Otro día, Alicia Adam

20180322_231901ESCENA 1

—¿Cuánto tiempo más necesitas para enfrentarte a tu último miedo?

—¿A qué te refieres?

—A nada, pensaba en voz alta, no tiene importancia —respondió con resignación. Optó por cambiar de tema como hacía siempre que presentía que la mirada la traicionaba y, que de sus ojos se entreveía el amor necesitado de caricias. —Pronto amanecerá. ¿Preparo café?

—No te molestes es tarde —sonrió viendo los rayos de sol despuntando en el horizonte. Se resistió a mirarla y que leyera sus sentimientos.
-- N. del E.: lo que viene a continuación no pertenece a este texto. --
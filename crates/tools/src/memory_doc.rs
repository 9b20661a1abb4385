//! Workspace memory: a small JSON key/value document under `.strata/`.

use serde_json::{Map, Value};
use std::path::{Path, PathBuf};
use strata_core::ActionError;
use tracing::warn;

/// Location of the memory document, relative to the workspace root.
pub const MEMORY_FILE: &str = ".strata/memory.json";

#[derive(Debug, Clone)]
pub struct MemoryDocument {
    path: PathBuf,
}

impl MemoryDocument {
    pub fn for_workspace(root: &Path) -> Self {
        Self {
            path: root.join(MEMORY_FILE),
        }
    }

    pub fn path(&self) -> &Path {
        &self.path
    }

    /// Current contents. A missing or unreadable document is empty.
    pub async fn load(&self) -> Result<Map<String, Value>, ActionError> {
        let text = match tokio::fs::read_to_string(&self.path).await {
            Ok(text) => text,
            Err(e) if e.kind() == std::io::ErrorKind::NotFound => return Ok(Map::new()),
            Err(e) => return Err(ActionError::io(self.path.display().to_string(), e)),
        };
        match serde_json::from_str::<Value>(&text) {
            Ok(Value::Object(map)) => Ok(map),
            Ok(_) | Err(_) => {
                warn!(path = %self.path.display(), "Memory document is not a JSON object; treating as empty");
                Ok(Map::new())
            }
        }
    }

    /// Set `key` to `value` and persist.
    pub async fn write(&self, key: &str, value: Value) -> Result<(), ActionError> {
        let mut map = self.load().await?;
        map.insert(key.to_string(), value);
        let json = serde_json::to_string_pretty(&Value::Object(map))?;
        if let Some(parent) = self.path.parent() {
            tokio::fs::create_dir_all(parent)
                .await
                .map_err(|e| ActionError::io(parent.display().to_string(), e))?;
        }
        tokio::fs::write(&self.path, json)
            .await
            .map_err(|e| ActionError::io(self.path.display().to_string(), e))
    }

    /// Delete the document. Clearing an absent document succeeds.
    pub async fn clear(&self) -> Result<(), ActionError> {
        match tokio::fs::remove_file(&self.path).await {
            Ok(()) => Ok(()),
            Err(e) if e.kind() == std::io::ErrorKind::NotFound => Ok(()),
            Err(e) => Err(ActionError::io(self.path.display().to_string(), e)),
        }
    }
}

#[cfg(test)]
mod tests {
    use super::*;
    use serde_json::json;

    #[tokio::test]
    async fn missing_document_reads_as_empty() {
        let dir = tempfile::tempdir().unwrap();
        let doc = MemoryDocument::for_workspace(dir.path());
        assert!(doc.load().await.unwrap().is_empty());
    }

    #[tokio::test]
    async fn write_read_clear() {
        let dir = tempfile::tempdir().unwrap();
        let doc = MemoryDocument::for_workspace(dir.path());

        doc.write("stack", json!("vite+react")).await.unwrap();
        doc.write("port", json!(5173)).await.unwrap();
        let map = doc.load().await.unwrap();
        assert_eq!(map["stack"], "vite+react");
        assert_eq!(map["port"], 5173);
        assert!(dir.path().join(".strata/memory.json").exists());

        doc.clear().await.unwrap();
        assert!(doc.load().await.unwrap().is_empty());
        doc.clear().await.unwrap();
    }

    #[tokio::test]
    async fn corrupt_document_reads_as_empty() {
        let dir = tempfile::tempdir().unwrap();
        std::fs::create_dir_all(dir.path().join(".strata")).unwrap();
        std::fs::write(dir.path().join(MEMORY_FILE), "[1, 2").unwrap();
        let doc = MemoryDocument::for_workspace(dir.path());
        assert!(doc.load().await.unwrap().is_empty());
    }
}
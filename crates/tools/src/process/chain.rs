//! `&&` chain splitting.
//!
//! A plain textual split: quoting is not understood, so an `&&` inside a
//! quoted argument also splits. Commands without `&&` pass through whole.

/// Split `command` on `&&` into trimmed, non-empty sub-commands.
pub fn split_chain(command: &str) -> Vec<&str> {
    if !command.contains("&&") {
        return vec![command];
    }
    command
        .split("&&")
        .map(str::trim)
        .filter(|part| !part.is_empty())
        .collect()
}

#[cfg(test)]
mod tests {
    use super::*;

    #[test]
    fn single_command_is_untouched() {
        assert_eq!(split_chain("npm install"), vec!["npm install"]);
        assert_eq!(split_chain("echo a & b"), vec!["echo a & b"]);
    }

    #[test]
    fn splits_in_order_and_trims() {
        assert_eq!(
            split_chain("cd web &&npm install&&  npm run build"),
            vec!["cd web", "npm install", "npm run build"]
        );
    }

    #[test]
    fn empty_segments_are_dropped() {
        assert_eq!(split_chain("a && && b &&"), vec!["a", "b"]);
    }

    #[test]
    fn quoted_and_and_still_splits() {
        assert_eq!(split_chain("echo 'x && y'"), vec!["echo 'x", "y'"]);
    }
}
Se contentó pensando que el brillo de su superficie cristalina bien podría tratarse de cansancio y unas estrellas Galicia de más; en lugar de aquella otra cosa que no se podía nombrar en voz alta y, que abarcaba todo su pecho henchido y amenazaba con hacerlo estallar en mil pedazos. —Debería marcharme, te he entretenido demasiado. —«No lo suficiente», pensó. Jugó con uno de los botellines vacíos al tiempo que imaginaba su sabor y el delirio de morder sus labios y deleitarse en su respiración entrecortada. Sonrió de nuevo. Ambas cosas no eran posibles, ¿o sí?
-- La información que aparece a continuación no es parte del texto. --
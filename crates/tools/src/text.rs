//! Character-budget helpers for text that ends up in results and prompts.

/// The first `max` characters of `s`.
pub fn head_chars(s: &str, max: usize) -> &str {
    match s.char_indices().nth(max) {
        Some((idx, _)) => &s[..idx],
        None => s,
    }
}

/// The last `max` characters of `s`.
pub fn tail_chars(s: &str, max: usize) -> &str {
    if max == 0 {
        return "";
    }
    match s.char_indices().rev().nth(max - 1) {
        Some((idx, _)) => &s[idx..],
        None => s,
    }
}

/// Incremental UTF-8 decoder for byte streams read in arbitrary chunks.
///
/// A multibyte character split across two reads is held back until its
/// remaining bytes arrive. Invalid sequences become U+FFFD.
#[derive(Debug, Default)]
pub struct Utf8Decoder {
    pending: Vec<u8>,
}

impl Utf8Decoder {
    pub fn new() -> Self {
        Self::default()
    }

    /// Decode everything complete so far.
    pub fn push(&mut self, bytes: &[u8]) -> String {
        self.pending.extend_from_slice(bytes);
        let mut out = String::new();
        loop {
            match std::str::from_utf8(&self.pending) {
                Ok(text) => {
                    out.push_str(text);
                    self.pending.clear();
                    return out;
                }
                Err(e) => {
                    let valid = e.valid_up_to();
                    out.push_str(std::str::from_utf8(&self.pending[..valid]).unwrap_or_default());
                    match e.error_len() {
                        Some(bad) => {
                            out.push(char::REPLACEMENT_CHARACTER);
                            self.pending.drain(..valid + bad);
                        }
                        // Incomplete trailing sequence
                        None => {
                            self.pending.drain(..valid);
                            return out;
                        }
                    }
                }
            }
        }
    }

    /// Flush bytes left over at end of stream.
    pub fn finish(&mut self) -> String {
        let rest = String::from_utf8_lossy(&self.pending).into_owned();
        self.pending.clear();
        rest
    }
}

#[cfg(test)]
mod tests {
    use super::*;

    #[test]
    fn head_and_tail_respect_char_counts() {
        assert_eq!(head_chars("héllo", 2), "hé");
        assert_eq!(head_chars("hi", 10), "hi");
        assert_eq!(tail_chars("héllo", 4), "éllo");
        assert_eq!(tail_chars("hi", 10), "hi");
        assert_eq!(tail_chars("hi", 0), "");
    }

    #[test]
    fn decoder_joins_characters_split_across_reads() {
        let bytes = "añb€".as_bytes();
        let mut decoder = Utf8Decoder::new();
        // Cut inside 'ñ' and inside '€'
        assert_eq!(decoder.push(&bytes[..2]), "a");
        assert_eq!(decoder.push(&bytes[2..5]), "ñb");
        assert_eq!(decoder.push(&bytes[5..]), "€");
        assert_eq!(decoder.finish(), "");
    }

    #[test]
    fn decoder_replaces_invalid_bytes_and_flushes_truncated_tail() {
        let mut decoder = Utf8Decoder::new();
        assert_eq!(decoder.push(b"ok\xffgo\xe2\x82"), "ok\u{FFFD}go");
        assert_eq!(decoder.finish(), "\u{FFFD}");
    }
}
//! Subcommand implementations and the plumbing they share.

pub mod apply;
pub mod chat;
pub mod context;
pub mod init;
pub mod personas;
pub mod status;

use std::io::Write;
use std::path::PathBuf;
use std::sync::Arc;

use strata_agent::Session;
use strata_config::AppConfig;
use strata_core::{ActionResult, ModelClient, OutputEvent, OutputStream};
use strata_providers::{GeminiClient, RetryPolicy, RetryingClient};
use strata_tools::ActionExecutor;
use tokio::sync::broadcast::error::RecvError;
use tokio::task::JoinHandle;

pub type CliResult<T = ()> = Result<T, Box<dyn std::error::Error>>;

pub fn resolve_workspace(arg: Option<PathBuf>) -> Option<PathBuf> {
    arg.or_else(|| std::env::current_dir().ok())
}

pub fn load_config() -> CliResult<AppConfig> {
    AppConfig::load().map_err(|e| format!("Failed to load config: {e}").into())
}

/// The model client with the configured retry policy, or an error naming
/// where the credential can be set.
pub fn model_client(config: &AppConfig, workspace: Option<&std::path::Path>) -> CliResult<Arc<dyn ModelClient>> {
    let key = config.resolve_api_key(workspace).map_err(|e| {
        format!(
            "{e}\n  Set GEMINI_API_KEY, add it to the workspace .env, or set api_key in {}",
            AppConfig::config_dir().join("config.toml").display()
        )
    })?;
    let client = GeminiClient::from_config(&config.model, key);
    Ok(Arc::new(RetryingClient::new(
        client,
        RetryPolicy::from_config(&config.retry),
    )))
}

pub fn build_session(
    config: &AppConfig,
    workspace: Option<PathBuf>,
    output: OutputStream,
    persona: Option<String>,
) -> CliResult<Session> {
    let model = model_client(config, workspace.as_deref())?;
    let executor =
        ActionExecutor::new(config, workspace, output).with_image_client(Arc::clone(&model));
    let mut session = Session::new(config, model, executor);
    if persona.is_some() {
        session.set_persona(persona);
    }
    Ok(session)
}

/// Print live output events until the stream closes.
pub fn spawn_printer(output: &OutputStream) -> JoinHandle<()> {
    let mut rx = output.subscribe();
    tokio::spawn(async move {
        loop {
            match rx.recv().await {
                Ok(event) => print_event(&event),
                Err(RecvError::Lagged(n)) => eprintln!("  [output] {n} events dropped"),
                Err(RecvError::Closed) => break,
            }
        }
    })
}

fn print_event(event: &OutputEvent) {
    match event {
        OutputEvent::Command { command, cwd } => println!("\n  $ {command}    ({cwd})"),
        OutputEvent::Output(chunk) => {
            print!("{chunk}");
            let _ = std::io::stdout().flush();
        }
        OutputEvent::Exited { code } => println!("  [exit {code}]"),
        OutputEvent::Backgrounded { command } => {
            println!("  [still running in background] {command}")
        }
        OutputEvent::Notice(text) => println!("  [strata] {text}"),
        OutputEvent::OpenFile { path } => println!("  [open] {path}"),
    }
}

pub fn print_results(results: &[ActionResult]) {
    for result in results {
        match &result.message {
            Some(message) => println!(
                "  [{}] {}: {message}",
                result.status,
                result.action.describe()
            ),
            None => println!("  [{}] {}", result.status, result.action.describe()),
        }
    }
}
—Como quieras —musitó. «Podrías quedarte», afirmo en sus adentros. Una vez más calló y se cayó en el pozo sin fondo de las palabras encarceladas por el miedo. —¿Te acompaño al coche?

—¡No, no te preocupes! Hace frío iré dando un paseo… —«Aunque por dentro el calor me abrase» —Creo que aún no he bajado del todo los efectos de la cerveza.
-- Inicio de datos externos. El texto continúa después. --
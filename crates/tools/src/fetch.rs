//! URL fetch effect: a plain GET with a character budget on the body.

use strata_core::ActionError;
use tracing::debug;

use crate::text::{Utf8Decoder, head_chars};

/// GET `url` and return at most `max_chars` characters of its body.
///
/// Only `http`/`https` are accepted. A non-2xx status is an error carrying
/// the status, never a panic or a silently empty body.
pub async fn fetch_text(
    client: &reqwest::Client,
    url: &str,
    max_chars: usize,
) -> Result<String, ActionError> {
    let parsed = reqwest::Url::parse(url)
        .map_err(|e| ActionError::Fetch(format!("Invalid URL '{url}': {e}")))?;
    if !matches!(parsed.scheme(), "http" | "https") {
        return Err(ActionError::Fetch(format!(
            "Unsupported URL scheme '{}'; only http and https are allowed",
            parsed.scheme()
        )));
    }

    debug!(url, "Fetching URL");
    let response = client
        .get(parsed)
        .send()
        .await
        .map_err(|e| ActionError::Fetch(e.to_string()))?;

    let status = response.status();
    if !status.is_success() {
        return Err(ActionError::Fetch(format!("Status {}", status.as_u16())));
    }

    read_budgeted(response, max_chars).await
}

/// Pull body chunks until `max_chars` characters are in hand. The rest of
/// the body is never downloaded.
async fn read_budgeted(
    mut response: reqwest::Response,
    max_chars: usize,
) -> Result<String, ActionError> {
    let mut decoder = Utf8Decoder::new();
    let mut body = String::new();
    let mut chars = 0;
    while chars < max_chars {
        let Some(chunk) = response
            .chunk()
            .await
            .map_err(|e| ActionError::Fetch(e.to_string()))?
        else {
            body.push_str(&decoder.finish());
            break;
        };
        let text = decoder.push(&chunk);
        chars += text.chars().count();
        body.push_str(&text);
    }
    Ok(head_chars(&body, max_chars).to_string())
}

#[cfg(test)]
mod tests {
    use super::*;
    use tokio::io::{AsyncReadExt, AsyncWriteExt};
    use tokio::net::TcpListener;

    /// Serve exactly one canned HTTP response on a random local port.
    async fn serve_once(status_line: &'static str, body: &'static str) -> String {
        let listener = TcpListener::bind("127.0.0.1:0").await.unwrap();
        let addr = listener.local_addr().unwrap();
        tokio::spawn(async move {
            let (mut socket, _) = listener.accept().await.unwrap();
            let mut buf = [0u8; 2048];
            let _ = socket.read(&mut buf).await;
            let response = format!(
                "HTTP/1.1 {status_line}\r\nContent-Type: text/plain\r\nContent-Length: {}\r\nConnection: close\r\n\r\n{body}",
                body.len()
            );
            let _ = socket.write_all(response.as_bytes()).await;
        });
        format!("http://{addr}/")
    }

    #[tokio::test]
    async fn body_is_truncated_to_budget() {
        let url = serve_once("200 OK", "abcdefghij").await;
        let text = fetch_text(&reqwest::Client::new(), &url, 4).await.unwrap();
        assert_eq!(text, "abcd");
    }

    #[tokio::test]
    async fn multibyte_body_is_cut_on_characters() {
        let url = serve_once("200 OK", "héllo wörld").await;
        let text = fetch_text(&reqwest::Client::new(), &url, 7).await.unwrap();
        assert_eq!(text, "héllo w");
    }

    #[tokio::test]
    async fn reading_stops_once_the_budget_is_met() {
        // Announces a huge body, sends a little, then stalls: only a reader
        // that stops early can return.
        let listener = TcpListener::bind("127.0.0.1:0").await.unwrap();
        let addr = listener.local_addr().unwrap();
        tokio::spawn(async move {
            let (mut socket, _) = listener.accept().await.unwrap();
            let mut buf = [0u8; 2048];
            let _ = socket.read(&mut buf).await;
            let head = "HTTP/1.1 200 OK\r\nContent-Type: text/plain\r\nContent-Length: 10000000\r\n\r\n";
            let _ = socket.write_all(head.as_bytes()).await;
            let _ = socket.write_all(&[b'x'; 256]).await;
            let _ = socket.flush().await;
            tokio::time::sleep(std::time::Duration::from_secs(30)).await;
        });

        let text = tokio::time::timeout(
            std::time::Duration::from_secs(5),
            fetch_text(&reqwest::Client::new(), &format!("http://{addr}/"), 16),
        )
        .await
        .expect("fetch should not wait for the whole body")
        .unwrap();
        assert_eq!(text, "x".repeat(16));
    }

    #[tokio::test]
    async fn non_success_status_is_an_error() {
        let url = serve_once("404 Not Found", "missing").await;
        let err = fetch_text(&reqwest::Client::new(), &url, 100).await.unwrap_err();
        assert_eq!(err.to_string(), "Fetch failed: Status 404");
    }

    #[tokio::test]
    async fn non_http_schemes_are_rejected() {
        let err = fetch_text(&reqwest::Client::new(), "file:///etc/passwd", 100)
            .await
            .unwrap_err();
        assert!(matches!(err, ActionError::Fetch(_)));
    }
}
—Está bien —prorrumpió con tanta indiferencia como fue capaz de hallar, quizás demasiada, pero aún así le pareció insuficiente. Se había propuesto recuperar los trozos de su corazón que le había ido ofreciendo en cada una de las no-citas, para después  guardarlo a buen recaudo. Sin embargo, nada de lo que había hecho o dicho aquella noche correspondía a sus pretenciones. ¿Cuánto tiempo le quedaría antes de perderlo por completo?

Cerró la puerta, se apoyó en ella y fue arrastrando su espalda sobre la madera hasta hundirse en el suelo. Un llanto mudo y húmedo nutrían sus mejillas y aprisionaba su garganta, una vez más, pero «esta será la última», se instó con la rotundidad suficiente para dudar durante unas fracciones de segundos, no más.

Al otro lado de la puerta, una mano acariciaba la superficie mientras otra retenía las lágrimas imaginando que las guardaba en el bolsillo de la chaqueta a la espera de un lugar y un momento más idóneo para degustarlas. Antes de marcharse acarició la carcasa donde guardaba su corazón, una vez más brindado e ignorado. Recurrió a su manida cantinela: «Tengo que ser fuerte y pasar página, porque está claro que no soy valiente».

 

ESCENA 2

El móvil la reclamaba. Descolgó.

—¿Qué tal?

—Tengo un poco de sueño, ya sabes, he pasado una de esas noches locas mirando al cielo y…

—Contando estrellas —la interrumpió.

—No, bebiéndomelas. —Mordió su lengua aunque imaginó que era otra la que mordía.

Rieron y el mundo se tambaleó, pero no lo suficiente.

Colgaron el teléfono con el firme deseo, por ambas partes, de haber permanecido entre líneas más tiempo y más cerca.